PROBLEM STATEMENT: Transcribe the stretch of entries below from the line with "bookkeeping, rendering, journaling)." through the line with "3 = Clubs |", exactly and with both ends included; leave out all other lines.

DATA RECORDS:
━━━━━━━━━━━━━━━━━━━━━━━━━━━━━━
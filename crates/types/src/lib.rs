//! Core types module - shared data structures and constants
//!
//! This module defines the fundamental types used throughout the application.
//! All types are pure data structures with no external dependencies, making them
//! usable in any context (rules, session bookkeeping, rendering, journaling).
//!
//! # Card Encoding
//!
//! A card is identified by an integer `0..52`:
//!
//! | Field | Formula | Values |
//! |-------|---------|--------|
//! | suit | `id / 13` | 0 = Hearts, 1 = Diamonds, 2 = Spades, 3 = Clubs |
//! | rank | `id % 13` | 0 = Ace .. 12 = King |
//! | color | `suit / 2` | 0 = red, 1 = black |
//!
//! # Pile Layout
//!
//! - **Deck** (stock): face-down draw pile
//! - **Poll** (waste): face-up cards drawn from the deck
//! - **Foundations**: 4 piles, one per suit, Ace to King
//! - **Columns**: 7 tableau piles, column `i` dealt `i + 1` cards
//!
//! The cursor walks piles in the fixed order given by [`PILE_ORDER`].
//!
//! # Examples
//!
//! ```
//! use tui_klondike_types::{Card, Color, Rank, Suit, GameAction};
//!
//! let card = Card::parse("7s").unwrap();
//! assert_eq!(card.rank(), Rank::new(6).unwrap());
//! assert_eq!(card.suit(), Suit::Spades);
//! assert_eq!(card.color(), Color::Black);
//! assert_eq!(card.to_string(), "7S");
//!
//! let action = GameAction::PollToColumn { column: 2 };
//! assert_eq!(action.as_str(), "move_poll_to_column");
//! ```

use std::fmt;

/// Number of cards in a deck (and the capacity of every pile)
pub const DECK_SIZE: usize = 52;

/// Cards per suit (Ace..King)
pub const RANKS_PER_SUIT: u8 = 13;

/// Number of foundation piles (one per suit)
pub const NUM_FOUNDATIONS: usize = 4;

/// Number of tableau columns
pub const NUM_COLUMNS: usize = 7;

/// Cards moved from deck to poll per draw
pub const BUYOUT_SIZE: usize = 3;

/// Number of addressable piles in cursor order
pub const PILE_COUNT: usize = NUM_FOUNDATIONS + 2 + NUM_COLUMNS;

/// Rank symbols indexed by rank value.
pub const RANK_SYMBOLS: [char; 13] = [
    'A', '2', '3', '4', '5', '6', '7', '8', '9', 'T', 'J', 'Q', 'K',
];

/// Suit symbols indexed by suit value.
pub const SUIT_SYMBOLS: [char; 4] = ['H', 'D', 'S', 'C'];

/// The four suits, in encoding order.
#[derive(Debug, Clone, Copy, PartialEq, Eq, Hash, PartialOrd, Ord)]
pub enum Suit {
    Hearts,
    Diamonds,
    Spades,
    Clubs,
}

impl Suit {
    pub const ALL: [Suit; 4] = [Suit::Hearts, Suit::Diamonds, Suit::Spades, Suit::Clubs];

    pub fn from_index(index: u8) -> Option<Self> {
        Self::ALL.get(index as usize).copied()
    }

    pub fn index(self) -> u8 {
        self as u8
    }

    /// Hearts and diamonds are red, spades and clubs are black.
    pub fn color(self) -> Color {
        if self.index() / 2 == 0 {
            Color::Red
        } else {
            Color::Black
        }
    }

    pub fn symbol(self) -> char {
        SUIT_SYMBOLS[self.index() as usize]
    }

    /// Parse a suit symbol (case-insensitive).
    ///
    /// ```
    /// use tui_klondike_types::Suit;
    ///
    /// assert_eq!(Suit::from_symbol('h'), Some(Suit::Hearts));
    /// assert_eq!(Suit::from_symbol('C'), Some(Suit::Clubs));
    /// assert_eq!(Suit::from_symbol('x'), None);
    /// ```
    pub fn from_symbol(ch: char) -> Option<Self> {
        let upper = ch.to_ascii_uppercase();
        SUIT_SYMBOLS
            .iter()
            .position(|&s| s == upper)
            .and_then(|i| Self::from_index(i as u8))
    }
}

/// Color class of a suit.
#[derive(Debug, Clone, Copy, PartialEq, Eq, Hash)]
pub enum Color {
    Red,
    Black,
}

/// Card rank, 0 = Ace .. 12 = King.
#[derive(Debug, Clone, Copy, PartialEq, Eq, Hash, PartialOrd, Ord)]
pub struct Rank(u8);

impl Rank {
    pub const ACE: Rank = Rank(0);
    pub const KING: Rank = Rank(RANKS_PER_SUIT - 1);

    pub fn new(value: u8) -> Option<Self> {
        if value < RANKS_PER_SUIT {
            Some(Self(value))
        } else {
            None
        }
    }

    pub fn value(self) -> u8 {
        self.0
    }

    /// The rank directly above this one, if any.
    pub fn succ(self) -> Option<Self> {
        Self::new(self.0 + 1)
    }

    pub fn symbol(self) -> char {
        RANK_SYMBOLS[self.0 as usize]
    }

    /// Parse a rank symbol (case-insensitive).
    ///
    /// ```
    /// use tui_klondike_types::Rank;
    ///
    /// assert_eq!(Rank::from_symbol('a'), Some(Rank::ACE));
    /// assert_eq!(Rank::from_symbol('K'), Some(Rank::KING));
    /// assert_eq!(Rank::from_symbol('t').map(|r| r.value()), Some(9));
    /// assert_eq!(Rank::from_symbol('1'), None);
    /// ```
    pub fn from_symbol(ch: char) -> Option<Self> {
        let upper = ch.to_ascii_uppercase();
        RANK_SYMBOLS
            .iter()
            .position(|&s| s == upper)
            .map(|i| Self(i as u8))
    }
}

/// A playing card: identity plus the face-down flag.
#[derive(Debug, Clone, Copy, PartialEq, Eq, Hash)]
pub struct Card {
    id: u8,
    pub hidden: bool,
}

impl Card {
    /// Face-up card with the given identity, or `None` if `id >= 52`.
    pub fn from_id(id: u8) -> Option<Self> {
        if (id as usize) < DECK_SIZE {
            Some(Self { id, hidden: false })
        } else {
            None
        }
    }

    /// Face-up card of the given rank and suit.
    pub fn new(rank: Rank, suit: Suit) -> Self {
        Self {
            id: suit.index() * RANKS_PER_SUIT + rank.value(),
            hidden: false,
        }
    }

    /// Parse a two-character label such as `"7S"` or `"td"`.
    pub fn parse(label: &str) -> Option<Self> {
        let mut chars = label.chars();
        let rank = Rank::from_symbol(chars.next()?)?;
        let suit = Suit::from_symbol(chars.next()?)?;
        if chars.next().is_some() {
            return None;
        }
        Some(Self::new(rank, suit))
    }

    pub fn id(self) -> u8 {
        self.id
    }

    pub fn suit(self) -> Suit {
        // id < 52 is enforced by every constructor.
        Suit::ALL[(self.id / RANKS_PER_SUIT) as usize]
    }

    pub fn rank(self) -> Rank {
        Rank(self.id % RANKS_PER_SUIT)
    }

    pub fn color(self) -> Color {
        self.suit().color()
    }

    pub fn face_up(self) -> Self {
        Self {
            hidden: false,
            ..self
        }
    }

    pub fn face_down(self) -> Self {
        Self {
            hidden: true,
            ..self
        }
    }

    /// Same identity, ignoring the face-down flag.
    pub fn same_card(self, other: Card) -> bool {
        self.id == other.id
    }
}

impl fmt::Display for Card {
    fn fmt(&self, f: &mut fmt::Formatter<'_>) -> fmt::Result {
        write!(f, "{}{}", self.rank().symbol(), self.suit().symbol())
    }
}

/// Identifies one of the 13 piles on the table.
#[derive(Debug, Clone, Copy, PartialEq, Eq, Hash)]
pub enum PileId {
    Foundation(u8),
    Poll,
    Deck,
    Column(u8),
}

/// Cursor traversal order: foundations, poll, deck, then the columns.
pub const PILE_ORDER: [PileId; PILE_COUNT] = [
    PileId::Foundation(0),
    PileId::Foundation(1),
    PileId::Foundation(2),
    PileId::Foundation(3),
    PileId::Poll,
    PileId::Deck,
    PileId::Column(0),
    PileId::Column(1),
    PileId::Column(2),
    PileId::Column(3),
    PileId::Column(4),
    PileId::Column(5),
    PileId::Column(6),
];

impl PileId {
    /// Position in [`PILE_ORDER`], or `None` for an out-of-range index.
    pub fn order_index(self) -> Option<usize> {
        PILE_ORDER.iter().position(|&p| p == self)
    }
}

/// Move intents accepted by the engine.
///
/// Both front-ends translate user input into these; all indices are 0-based
/// and are bounds-checked by the engine.
#[derive(Debug, Clone, Copy, PartialEq, Eq)]
pub enum GameAction {
    /// Draw up to three cards, or recycle the poll when the deck is empty
    Draw,
    /// Move the poll's top card to its foundation
    CollectPoll,
    /// Move a column's top card to its foundation
    CollectColumn { column: u8 },
    /// Move the poll's top card onto a column
    PollToColumn { column: u8 },
    /// Move a foundation's top card back onto a column
    FoundationToColumn { foundation: u8, column: u8 },
    /// Move the run starting at `start` in column `from` onto column `to`
    ColumnToColumn { from: u8, start: usize, to: u8 },
    /// Locate a face-up card by rank and suit, then move its run onto `column`
    SequenceToColumn { rank: Rank, suit: Suit, column: u8 },
}

impl GameAction {
    /// Stable snake_case label (used by the journal)
    pub fn as_str(&self) -> &'static str {
        match self {
            GameAction::Draw => "draw",
            GameAction::CollectPoll => "collect_poll",
            GameAction::CollectColumn { .. } => "collect_column",
            GameAction::PollToColumn { .. } => "move_poll_to_column",
            GameAction::FoundationToColumn { .. } => "move_foundation_to_column",
            GameAction::ColumnToColumn { .. } => "move_column_to_column",
            GameAction::SequenceToColumn { .. } => "move_sequence_to_column",
        }
    }
}

/// Cursor front-end commands (quit is detected separately).
#[derive(Debug, Clone, Copy, PartialEq, Eq)]
pub enum CursorAction {
    /// Previous pile in [`PILE_ORDER`]
    Left,
    /// Next pile in [`PILE_ORDER`]
    Right,
    /// Previous face-up card within a column
    Up,
    /// Next face-up card within a column
    Down,
    /// Draw on the deck, otherwise pick up or drop
    Primary,
    /// Send the selected pile's top card to its foundation
    Collect,
}

#[cfg(test)]
mod tests {
    use super::*;

    #[test]
    fn card_id_decomposes_into_suit_and_rank() {
        let card = Card::from_id(0).unwrap();
        assert_eq!(card.suit(), Suit::Hearts);
        assert_eq!(card.rank(), Rank::ACE);

        let card = Card::from_id(25).unwrap();
        assert_eq!(card.suit(), Suit::Diamonds);
        assert_eq!(card.rank(), Rank::KING);

        let card = Card::from_id(51).unwrap();
        assert_eq!(card.suit(), Suit::Clubs);
        assert_eq!(card.rank(), Rank::KING);

        assert!(Card::from_id(52).is_none());
    }

    #[test]
    fn colors_follow_suit_pairs() {
        assert_eq!(Suit::Hearts.color(), Color::Red);
        assert_eq!(Suit::Diamonds.color(), Color::Red);
        assert_eq!(Suit::Spades.color(), Color::Black);
        assert_eq!(Suit::Clubs.color(), Color::Black);
    }

    #[test]
    fn card_labels_round_trip_through_display() {
        for id in 0..DECK_SIZE as u8 {
            let card = Card::from_id(id).unwrap();
            let parsed = Card::parse(&card.to_string()).unwrap();
            assert!(parsed.same_card(card), "label {}", card);
        }
    }

    #[test]
    fn card_parse_rejects_bad_labels() {
        assert!(Card::parse("").is_none());
        assert!(Card::parse("7").is_none());
        assert!(Card::parse("7X").is_none());
        assert!(Card::parse("10H").is_none());
        assert!(Card::parse("7SS").is_none());
    }

    #[test]
    fn face_flags_do_not_change_identity() {
        let card = Card::parse("QD").unwrap();
        let down = card.face_down();
        assert!(down.hidden);
        assert!(down.same_card(card));
        assert!(!down.face_up().hidden);
    }

    #[test]
    fn rank_succ_stops_at_king() {
        assert_eq!(Rank::ACE.succ(), Rank::new(1));
        assert_eq!(Rank::KING.succ(), None);
    }

    #[test]
    fn pile_order_is_foundations_poll_deck_columns() {
        assert_eq!(PILE_ORDER.len(), 13);
        assert_eq!(PileId::Foundation(0).order_index(), Some(0));
        assert_eq!(PileId::Poll.order_index(), Some(4));
        assert_eq!(PileId::Deck.order_index(), Some(5));
        assert_eq!(PileId::Column(6).order_index(), Some(12));
        assert_eq!(PileId::Column(7).order_index(), None);
    }
}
━━━━━━━━━━━━━━━━━━━━━━━━━━━━━━
SOLUTION BELOW:
//! usable in any context (rules, session bookkeeping, rendering, journaling).
//!
//! # Card Encoding
//!
//! A card is identified by an integer `0..52`:
//!
//! | Field | Formula | Values |
//! |-------|---------|--------|
//! | suit | `id / 13` | 0 = Hearts, 1 = Diamonds, 2 = Spades, 3 = Clubs |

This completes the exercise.